DU TEMPS, svp

Le successeur de Trond Sollied cherche encore les clés du paradis à quelques heures de l’ouverture du championnat.

Jan Ceulemans (48 ans) se la coule douce sur le terrain d’entraînement du Club Bruges. Pendant que les troupes transpirent, le nouveau coach se contente d’un rôle d’observateur, les bras croisés. Ses adjoints, Franky Van der Elst et René Verheyen, expliquent les exercices aux joueurs et conversent de temps à autre avec le T1. Marc Degryse jette attentivement un £il sur la séance du jour. Lors du retour au vestiaire, Ceulemans et son staff distribuent plus d’autographes que les joueurs les plus populaires. A Bruges, les vedettes ne sont plus dans le noyau mais gravitent autour ! Jan Ceulemans fait le point sur sa nouvelle vie.

Entraîner Westerlo ou Bruges, où est la différence dans le travail au quotidien ?

Jan Ceulemans : J’avais 16 ou 17 joueurs à Westerlo, et ici, j’en ai 26. On peut faire du bon boulot avec 16 gars, mais si on en a 26, il faut les scinder en deux groupes. Pour le reste, je vois peu de différences. Si ce n’est qu’ici, ils ont tous l’impression qu’ils méritent de figurer dans le 11 de base. C’est typique d’un club du haut du classement.

Pour la première fois de votre carrière d’entraîneur, vous allez devoir faire des mécontents parmi des vedettes.

Les meilleurs footballeurs savent compter, ils sont conscients qu’ils sont trop nombreux pour le nombre de places disponibles. Cela ne m’a jamais fait peur de devoir décevoir des gens.

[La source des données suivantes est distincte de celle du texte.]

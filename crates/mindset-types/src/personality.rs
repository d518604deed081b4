//! OCEAN personality traits.

use serde::{Deserialize, Serialize};

/// Trait value used when none is configured.
pub const NEUTRAL_TRAIT: f64 = 0.5;

const fn neutral() -> f64 {
    NEUTRAL_TRAIT
}

/// Five-factor personality vector. Every trait lies in `[0, 1]`.
///
/// Personality is fixed for the lifetime of an agent. It feeds the emotion
/// intensity formulas, the social link coefficients and the derived
/// dispositions (charisma, receptivity, persistence, obedience).
#[derive(Debug, Clone, Copy, PartialEq, Serialize, Deserialize)]
pub struct Personality {
    /// Openness to experience.
    #[serde(default = "neutral")]
    pub openness: f64,
    /// Conscientiousness.
    #[serde(default = "neutral")]
    pub conscientiousness: f64,
    /// Extraversion.
    #[serde(default = "neutral")]
    pub extraversion: f64,
    /// Agreeableness.
    #[serde(default = "neutral")]
    pub agreeableness: f64,
    /// Neuroticism.
    #[serde(default = "neutral")]
    pub neuroticism: f64,
}

impl Personality {
    /// Build a personality, clamping every trait into `[0, 1]`.
    pub const fn new(
        openness: f64,
        conscientiousness: f64,
        extraversion: f64,
        agreeableness: f64,
        neuroticism: f64,
    ) -> Self {
        Self {
            openness: openness.clamp(0.0, 1.0),
            conscientiousness: conscientiousness.clamp(0.0, 1.0),
            extraversion: extraversion.clamp(0.0, 1.0),
            agreeableness: agreeableness.clamp(0.0, 1.0),
            neuroticism: neuroticism.clamp(0.0, 1.0),
        }
    }
}

impl Default for Personality {
    fn default() -> Self {
        Self::new(
            NEUTRAL_TRAIT,
            NEUTRAL_TRAIT,
            NEUTRAL_TRAIT,
            NEUTRAL_TRAIT,
            NEUTRAL_TRAIT,
        )
    }
}

#[cfg(test)]
mod tests {
    use super::*;

    #[test]
    fn traits_are_clamped() {
        let p = Personality::new(1.4, -0.2, 0.3, 0.5, 0.9);
        assert!((p.openness - 1.0).abs() < f64::EPSILON);
        assert!(p.conscientiousness.abs() < f64::EPSILON);
        assert!((p.neuroticism - 0.9).abs() < f64::EPSILON);
    }

    #[test]
    fn missing_traits_deserialize_neutral() {
        let p: Result<Personality, _> = serde_json::from_str(r#"{"openness": 0.1}"#);
        assert!(p.is_ok());
        let p = p.ok().unwrap_or_default();
        assert!((p.openness - 0.1).abs() < f64::EPSILON);
        assert!((p.agreeableness - NEUTRAL_TRAIT).abs() < f64::EPSILON);
    }
}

Un joueur de Westerlo qui n’est pas titulaire peut l’accepter si ça vient de Jan Ceulemans. Mais ici, vous avez affaire à des joueurs qui ont un ego autrement dimensionné !

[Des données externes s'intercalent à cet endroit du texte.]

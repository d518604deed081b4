//! Enumeration types shared across the engine.

use serde::{Deserialize, Serialize};

// ---------------------------------------------------------------------------
// Modality
// ---------------------------------------------------------------------------

/// The store a mental state belongs to.
///
/// Each agent keeps one ordered store per modality. The order of the
/// variants is also the order in which lifetimes are aged each tick.
#[derive(Debug, Clone, Copy, PartialEq, Eq, PartialOrd, Ord, Hash, Serialize, Deserialize)]
#[serde(rename_all = "snake_case")]
pub enum Modality {
    /// Something the agent holds to be the case.
    Belief,
    /// Something the agent would like to be the case.
    Desire,
    /// A desire or obligation the agent has committed to pursue.
    Intention,
    /// Something the agent considers possible but unconfirmed.
    Uncertainty,
    /// A standard of behaviour the agent praises or blames.
    Ideal,
    /// Something the agent is required to bring about.
    Obligation,
}

impl Modality {
    /// All modalities, in aging order.
    pub const ALL: [Self; 6] = [
        Self::Belief,
        Self::Desire,
        Self::Intention,
        Self::Uncertainty,
        Self::Ideal,
        Self::Obligation,
    ];

    /// Lowercase name used in logs and thoughts.
    pub const fn as_str(self) -> &'static str {
        match self {
            Self::Belief => "belief",
            Self::Desire => "desire",
            Self::Intention => "intention",
            Self::Uncertainty => "uncertainty",
            Self::Ideal => "ideal",
            Self::Obligation => "obligation",
        }
    }
}

impl core::fmt::Display for Modality {
    fn fmt(&self, f: &mut core::fmt::Formatter<'_>) -> core::fmt::Result {
        f.write_str(self.as_str())
    }
}

// ---------------------------------------------------------------------------
// EmotionKind
// ---------------------------------------------------------------------------

/// Name of an emotion.
///
/// The built-in variants are the ones the appraisal rules derive. Emotions
/// added by trigger statements may use any other name through
/// [`EmotionKind::Custom`].
#[derive(Debug, Clone, PartialEq, Eq, PartialOrd, Ord, Hash, Serialize, Deserialize)]
#[serde(rename_all = "snake_case")]
pub enum EmotionKind {
    /// A desired state of affairs is believed.
    Joy,
    /// The opposite of a desired state of affairs is believed.
    Sadness,
    /// A desired state of affairs is possible.
    Hope,
    /// The opposite of a desired state of affairs is possible.
    Fear,
    /// A hoped-for state was confirmed.
    Satisfaction,
    /// A hoped-for state was disconfirmed.
    Disappointment,
    /// A feared state was confirmed.
    FearConfirmed,
    /// A feared state was disconfirmed.
    Relief,
    /// The agent upheld one of its ideals.
    Pride,
    /// The agent fell short of one of its ideals.
    Shame,
    /// Another agent upheld one of this agent's ideals.
    Admiration,
    /// Another agent fell short of one of this agent's ideals.
    Reproach,
    /// Joy about something the agent is proud of.
    Gratification,
    /// Joy about something another agent is admired for.
    Gratitude,
    /// Sadness about something the agent is ashamed of.
    Remorse,
    /// Sadness about something another agent is reproached for.
    Anger,
    /// Joy for a liked agent's joy.
    HappyFor,
    /// Sadness for a liked agent's sadness.
    SorryFor,
    /// Displeasure at a disliked agent's joy.
    Resentment,
    /// Pleasure at a disliked agent's sadness.
    Gloating,
    /// Any other modeler-defined emotion.
    Custom(String),
}

impl EmotionKind {
    /// Return the canonical snake-case name.
    pub fn as_str(&self) -> &str {
        match self {
            Self::Joy => "joy",
            Self::Sadness => "sadness",
            Self::Hope => "hope",
            Self::Fear => "fear",
            Self::Satisfaction => "satisfaction",
            Self::Disappointment => "disappointment",
            Self::FearConfirmed => "fear_confirmed",
            Self::Relief => "relief",
            Self::Pride => "pride",
            Self::Shame => "shame",
            Self::Admiration => "admiration",
            Self::Reproach => "reproach",
            Self::Gratification => "gratification",
            Self::Gratitude => "gratitude",
            Self::Remorse => "remorse",
            Self::Anger => "anger",
            Self::HappyFor => "happy_for",
            Self::SorryFor => "sorry_for",
            Self::Resentment => "resentment",
            Self::Gloating => "gloating",
            Self::Custom(name) => name,
        }
    }

    /// Parse a name, mapping unknown names to [`EmotionKind::Custom`].
    pub fn from_name(name: &str) -> Self {
        match name {
            "joy" => Self::Joy,
            "sadness" => Self::Sadness,
            "hope" => Self::Hope,
            "fear" => Self::Fear,
            "satisfaction" => Self::Satisfaction,
            "disappointment" => Self::Disappointment,
            "fear_confirmed" => Self::FearConfirmed,
            "relief" => Self::Relief,
            "pride" => Self::Pride,
            "shame" => Self::Shame,
            "admiration" => Self::Admiration,
            "reproach" => Self::Reproach,
            "gratification" => Self::Gratification,
            "gratitude" => Self::Gratitude,
            "remorse" => Self::Remorse,
            "anger" => Self::Anger,
            "happy_for" => Self::HappyFor,
            "sorry_for" => Self::SorryFor,
            "resentment" => Self::Resentment,
            "gloating" => Self::Gloating,
            other => Self::Custom(other.to_owned()),
        }
    }

    /// Joy and hope count as positive when weighing a relationship.
    pub const fn is_positive_valence(&self) -> bool {
        matches!(self, Self::Joy | Self::Hope)
    }

    /// Sadness and fear count as negative when weighing a relationship.
    pub const fn is_negative_valence(&self) -> bool {
        matches!(self, Self::Sadness | Self::Fear)
    }
}

impl core::fmt::Display for EmotionKind {
    fn fmt(&self, f: &mut core::fmt::Formatter<'_>) -> core::fmt::Result {
        f.write_str(self.as_str())
    }
}

#[cfg(test)]
mod tests {
    use super::*;

    #[test]
    fn emotion_names_roundtrip() {
        for name in ["joy", "fear_confirmed", "happy_for", "gloating"] {
            assert_eq!(EmotionKind::from_name(name).as_str(), name);
        }
        assert_eq!(
            EmotionKind::from_name("nostalgia"),
            EmotionKind::Custom("nostalgia".to_owned())
        );
    }

    #[test]
    fn valence_split() {
        assert!(EmotionKind::Joy.is_positive_valence());
        assert!(EmotionKind::Hope.is_positive_valence());
        assert!(EmotionKind::Fear.is_negative_valence());
        assert!(!EmotionKind::Pride.is_positive_valence());
        assert!(!EmotionKind::Anger.is_negative_valence());
    }

    #[test]
    fn modality_serializes_snake_case() {
        let json = serde_json::to_string(&Modality::Uncertainty).ok();
        assert_eq!(json.as_deref(), Some("\"uncertainty\""));
    }
}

On verra. Faire des choix, c’est le boulot d’un entraîneur. Je le sais et je l’accepte. Je fais jouer ceux qui me paraissent le plus en forme et le plus en mesure d’apporter quelque chose à l’équipe en fonction du résultat souhaité.

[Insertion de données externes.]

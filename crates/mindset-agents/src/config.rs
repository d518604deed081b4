//! Engine switches and cognition tunables.
//!
//! [`EngineConfig`] carries the five architecture switches that decide which
//! parts of the cycle run. [`CognitionTunables`] bundles the numeric knobs.
//! Both deserialize from the `engine` and `tunables` sections of
//! `mindset-config.yaml`; every field has a default.

use serde::{Deserialize, Serialize};

use crate::error::CognitionError;

/// Architecture switches for one agent's cognitive cycle.
#[derive(Debug, Clone, Copy, Default, PartialEq, Eq, Serialize, Deserialize)]
pub struct EngineConfig {
    /// Derive emotion intensities and dispositions from OCEAN traits.
    #[serde(default)]
    pub use_personality: bool,
    /// Run the appraisal rules when beliefs and uncertainties change.
    #[serde(default)]
    pub use_emotion_architecture: bool,
    /// Update social links and emotions about partners each tick.
    #[serde(default)]
    pub use_social_architecture: bool,
    /// Pick intentions and plans by weighted draw instead of by maximum.
    #[serde(default)]
    pub use_probabilistic_choice: bool,
    /// Allow random abandonment of the current intention and plan.
    #[serde(default)]
    pub use_persistence: bool,
}

impl EngineConfig {
    /// Every architecture switched on, deterministic choice.
    pub const fn full() -> Self {
        Self {
            use_personality: true,
            use_emotion_architecture: true,
            use_social_architecture: true,
            use_probabilistic_choice: false,
            use_persistence: true,
        }
    }
}

/// Numeric knobs of the cognitive cycle.
#[derive(Debug, Clone, PartialEq, Serialize, Deserialize)]
pub struct CognitionTunables {
    /// Number of trace notes kept in the thought log (default: 5).
    #[serde(default = "default_thought_capacity")]
    pub thought_capacity: usize,

    /// Coefficient used by the social link updates when personality is off
    /// (default: 0.1).
    #[serde(default = "default_social_coefficient")]
    pub default_social_coefficient: f64,

    /// Minimum `charisma * receptivity` for an emotion to spread
    /// (default: 0.25).
    #[serde(default = "default_contagion_threshold")]
    pub contagion_threshold: f64,

    /// Upper bound on instantaneous plan iterations within one tick
    /// (default: 100).
    #[serde(default = "default_max_instantaneous_iterations")]
    pub max_instantaneous_iterations: u32,
}

const fn default_thought_capacity() -> usize {
    5
}

const fn default_social_coefficient() -> f64 {
    0.1
}

const fn default_contagion_threshold() -> f64 {
    0.25
}

const fn default_max_instantaneous_iterations() -> u32 {
    100
}

impl Default for CognitionTunables {
    fn default() -> Self {
        Self {
            thought_capacity: default_thought_capacity(),
            default_social_coefficient: default_social_coefficient(),
            contagion_threshold: default_contagion_threshold(),
            max_instantaneous_iterations: default_max_instantaneous_iterations(),
        }
    }
}

impl CognitionTunables {
    /// Check that every knob is usable.
    pub fn validate(&self) -> Result<(), CognitionError> {
        if self.thought_capacity == 0 {
            return Err(CognitionError::InvalidTunable {
                name: "thought_capacity",
                value: self.thought_capacity.to_string(),
            });
        }
        if !(0.0..=1.0).contains(&self.default_social_coefficient) {
            return Err(CognitionError::InvalidTunable {
                name: "default_social_coefficient",
                value: self.default_social_coefficient.to_string(),
            });
        }
        if !self.contagion_threshold.is_finite() || self.contagion_threshold < 0.0 {
            return Err(CognitionError::InvalidTunable {
                name: "contagion_threshold",
                value: self.contagion_threshold.to_string(),
            });
        }
        if self.max_instantaneous_iterations == 0 {
            return Err(CognitionError::InvalidTunable {
                name: "max_instantaneous_iterations",
                value: self.max_instantaneous_iterations.to_string(),
            });
        }
        Ok(())
    }
}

Votre téléphone n’arrête pas de sonner. A Westerlo, les demandes d’interview étaient rares !

Bah, c’est normal car je viens d’arriver. Tout le monde voudrait faire une interview de Franky et moi ensemble. Je le savais dès que notre cohabitation a été décidée. Je savais d’ailleurs dès mon arrivée que je serais plus sollicité. Tout simplement parce que Bruges est un grand club. A Westerlo, les demandes étaient effectivement assez rares. Enfin bon, d’ici quelques semaines, ce sera déjà un peu plus calme. Je l’espère, en tout cas. Le fait qu’on annonçait depuis longtemps que j’entraînerais le Club un jour a aussi joué. Accorder des interviews, ce n’est pas ce que je préfère, mais cela fait partie de mon job. Et on ne peut pas se plaindre en Belgique. Quand je vois le nombre de journalistes qui sont venus avec Porto, je ne suis certainement pas jaloux.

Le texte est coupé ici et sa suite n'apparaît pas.